WHAT YOU HAVE TO DO: Each line of the data below that includes the string "crates" must be copied.

Collected data entries
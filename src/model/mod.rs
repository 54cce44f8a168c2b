//! Job output model
//!
//! Folds log events into commands and lines:
//! - `LogLine`: one line of text, open for appends until a newline is seen
//! - `Command`: one directive's lifetime and its lines
//! - `JobOutput`: the ordered commands of a job plus render bookkeeping

mod command;
mod job_output;
mod line;

use std::fmt;

pub use command::{Command, CommandError, CommandStatus, RenderingState};
pub use job_output::{Applied, JobOutput, KILLED_EXIT_CODE};
pub use line::{collapse_carriage_returns, LogLine};

/// Opaque unique identifier of a command within a process.
#[derive(Debug, Clone, Copy, PartialEq, Eq, Hash)]
pub struct CommandId(uuid::Uuid);

impl CommandId {
    pub fn new() -> Self {
        CommandId(uuid::Uuid::new_v4())
    }
}

impl Default for CommandId {
    fn default() -> Self {
        Self::new()
    }
}

impl fmt::Display for CommandId {
    fn fmt(&self, f: &mut fmt::Formatter<'_>) -> fmt::Result {
        write!(f, "{}", self.0.simple())
    }
}
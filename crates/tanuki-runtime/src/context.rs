use std::collections::VecDeque;

use tanuki_gitlab::{MergeRequestDiff, Noteable};

#[derive(Debug, Clone)]
/// Per-event state. Created at the top of `process_event`, passed by
/// `&mut` through the event's call tree and dropped when processing ends.
pub struct EventContext {
    pub project_id: u64,
    pub noteable: Option<Noteable>,
    /// Top-level progress/result comment, when replies are not threaded.
    pub current_comment_id: Option<u64>,
    pub discussion_id: Option<String>,
    /// Our reply note inside `discussion_id`.
    pub discussion_note_id: Option<u64>,
    pub discussion_resolvable: bool,
    pub discussion_reply_succeeded: bool,
    pub executor_name: String,
    pub progress_messages: VecDeque<String>,
    /// Rendered discussion history, fetched at most once per event.
    pub thread_context: Option<String>,
    /// Merge request diffs, fetched at most once per event.
    pub merge_request_diffs: Option<Vec<MergeRequestDiff>>,
    /// Guards the one-shot retry on a stale provider session.
    pub retry_attempted: bool,
    /// Non-fatal collaborator failures surfaced in the final comment.
    pub warnings: Vec<String>,
}

impl EventContext {
    pub fn new(project_id: u64) -> Self {
        Self {
            project_id,
            noteable: None,
            current_comment_id: None,
            discussion_id: None,
            discussion_note_id: None,
            discussion_resolvable: false,
            discussion_reply_succeeded: false,
            executor_name: String::new(),
            progress_messages: VecDeque::new(),
            thread_context: None,
            merge_request_diffs: None,
            retry_attempted: false,
            warnings: Vec::new(),
        }
    }

    /// Keeps only the newest `max_lines` progress lines. Consecutive
    /// duplicates are collapsed.
    pub fn push_progress(&mut self, line: String, max_lines: usize) -> bool {
        if self.progress_messages.back() == Some(&line) {
            return false;
        }
        self.progress_messages.push_back(line);
        while self.progress_messages.len() > max_lines.max(1) {
            self.progress_messages.pop_front();
        }
        true
    }

    pub fn clear_discussion(&mut self) {
        self.discussion_id = None;
        self.discussion_note_id = None;
        self.discussion_resolvable = false;
        self.discussion_reply_succeeded = false;
    }

    pub fn warn(&mut self, message: impl Into<String>) {
        self.warnings.push(message.into());
    }
}
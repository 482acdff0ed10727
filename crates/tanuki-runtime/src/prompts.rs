//! System prompts and task prompts per scenario.

use tanuki_review::CHANGE_SUMMARY_DELIMITER;
use tanuki_session::{Session, SpecStage};

use crate::instruction::{Instruction, Scenario};

fn change_summary_instructions() -> String {
    format!(
        "When you are done, end your reply with a line containing exactly `{CHANGE_SUMMARY_DELIMITER}` \
followed by a JSON object: {{\"title\": \"<short imperative title>\", \"summary\": \"<one paragraph>\", \
\"changes\": [\"<file or change>\", ...]}}."
    )
}

pub(crate) fn system_prompt(scenario: Scenario) -> String {
    let role = match scenario {
        Scenario::IssueSession => {
            "You are a software engineer working on a GitLab issue inside a checked-out repository. \
Make the requested code changes directly in the working tree. Do not commit or push; that is handled for you."
        }
        Scenario::MrFix => {
            "You are a software engineer addressing feedback on a GitLab merge request. The merge \
request's source branch is checked out. Make the requested changes in the working tree. Do not commit or push."
        }
        Scenario::CodeReview => {
            "You are a meticulous code reviewer. Review only the changed lines you are given and \
report concrete problems. Do not modify any files."
        }
        Scenario::SpecDoc => {
            "You are a software architect writing specification documents for a GitLab issue. \
Write or update markdown documents under `specs/` in the working tree. Do not change source code."
        }
    };
    format!("{role}\n\n{}", change_summary_instructions())
}

fn spec_stage_goal(stage: SpecStage) -> &'static str {
    match stage {
        SpecStage::Specify => "Write the feature specification (`spec.md`): user stories, requirements and acceptance criteria.",
        SpecStage::Clarify => "Review the specification for ambiguities, ask or resolve clarifying questions and update `spec.md`.",
        SpecStage::Plan => "Write the technical implementation plan (`plan.md`) for the specification.",
        SpecStage::Tasks => "Break the plan down into an ordered, dependency-aware task list (`tasks.md`).",
        SpecStage::Implement => "Implement the tasks from the task list, updating `tasks.md` as items are completed.",
    }
}

fn previous_spec_documents(session: Option<&Session>) -> Option<String> {
    let session = session?;
    let lines = session
        .spec_kit_documents
        .iter()
        .flat_map(|(stage, paths)| paths.iter().map(move |path| format!("- {path} ({stage})")))
        .collect::<Vec<_>>();
    (!lines.is_empty()).then(|| lines.join("\n"))
}

/// Prompt for issue, MR-fix and spec-document work.
pub(crate) fn task_prompt(instruction: &Instruction, session: Option<&Session>) -> String {
    let mut prompt = format!("## Context\n{}\n\n", instruction.prompt_context());
    if let Some(stage) = instruction.spec_kit_command {
        prompt.push_str(&format!(
            "## Spec workflow stage: {stage}\n{}\n\n",
            spec_stage_goal(stage)
        ));
        if let Some(documents) = previous_spec_documents(session) {
            prompt.push_str(&format!("Documents from earlier stages:\n{documents}\n\n"));
        }
    }
    let command = instruction.command.trim();
    if command.is_empty() {
        prompt.push_str("## Task\nAddress the request described above.");
    } else {
        prompt.push_str(&format!("## Task\n{command}"));
    }
    prompt
}

/// Review prompt demanding the block format the review parser understands.
pub(crate) fn review_prompt(instruction: &Instruction, reviewable_excerpt: &str) -> String {
    let focus = instruction
        .command
        .trim()
        .strip_prefix("review")
        .or_else(|| instruction.command.trim().strip_prefix("Review"))
        .map(str::trim)
        .filter(|focus| !focus.is_empty())
        .map(|focus| format!("\nReviewer focus: {focus}\n"))
        .unwrap_or_default();
    format!(
        "## Merge request\n{context}\n{focus}\n## Changed lines (new line numbers)\n{reviewable_excerpt}\n\
## Output format\nFor every problem, emit one block exactly like this, separated by `---`:\n\n\
File: path/to/file.ext\nLine: <line number>\nComment: Description of the issue and suggested fix\n\
Severity: info|warning|error\nCategory: style|security|performance|logic|maintainability\n\n\
Only reference line numbers listed above. If there are no problems, emit no blocks.\n\
Then end with `{CHANGE_SUMMARY_DELIMITER}` and a JSON object {{\"title\", \"summary\", \"changes\"}} \
summarizing the merge request.",
        context = instruction.prompt_context(),
    )
}

pub(crate) fn conflict_resolution_prompt(conflicts: &[String], attempt: u32) -> String {
    let files = if conflicts.is_empty() {
        "(the rebase reported conflicts)".to_string()
    } else {
        conflicts
            .iter()
            .map(|file| format!("- {file}"))
            .collect::<Vec<_>>()
            .join("\n")
    };
    format!(
        "Pushing your changes failed: rebasing onto the latest remote branch produced merge conflicts \
(attempt {attempt}).\n\nConflicted files:\n{files}\n\nResolve every conflict keeping the intent of \
both sides, remove all conflict markers, `git add` the resolved files and run \
`GIT_EDITOR=true git rebase --continue` until the rebase completes. Do not push."
    )
}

REPLY:
filename crates/tanuki-runtime/src/context.rs
filename crates/tanuki-runtime/src/prompts.rs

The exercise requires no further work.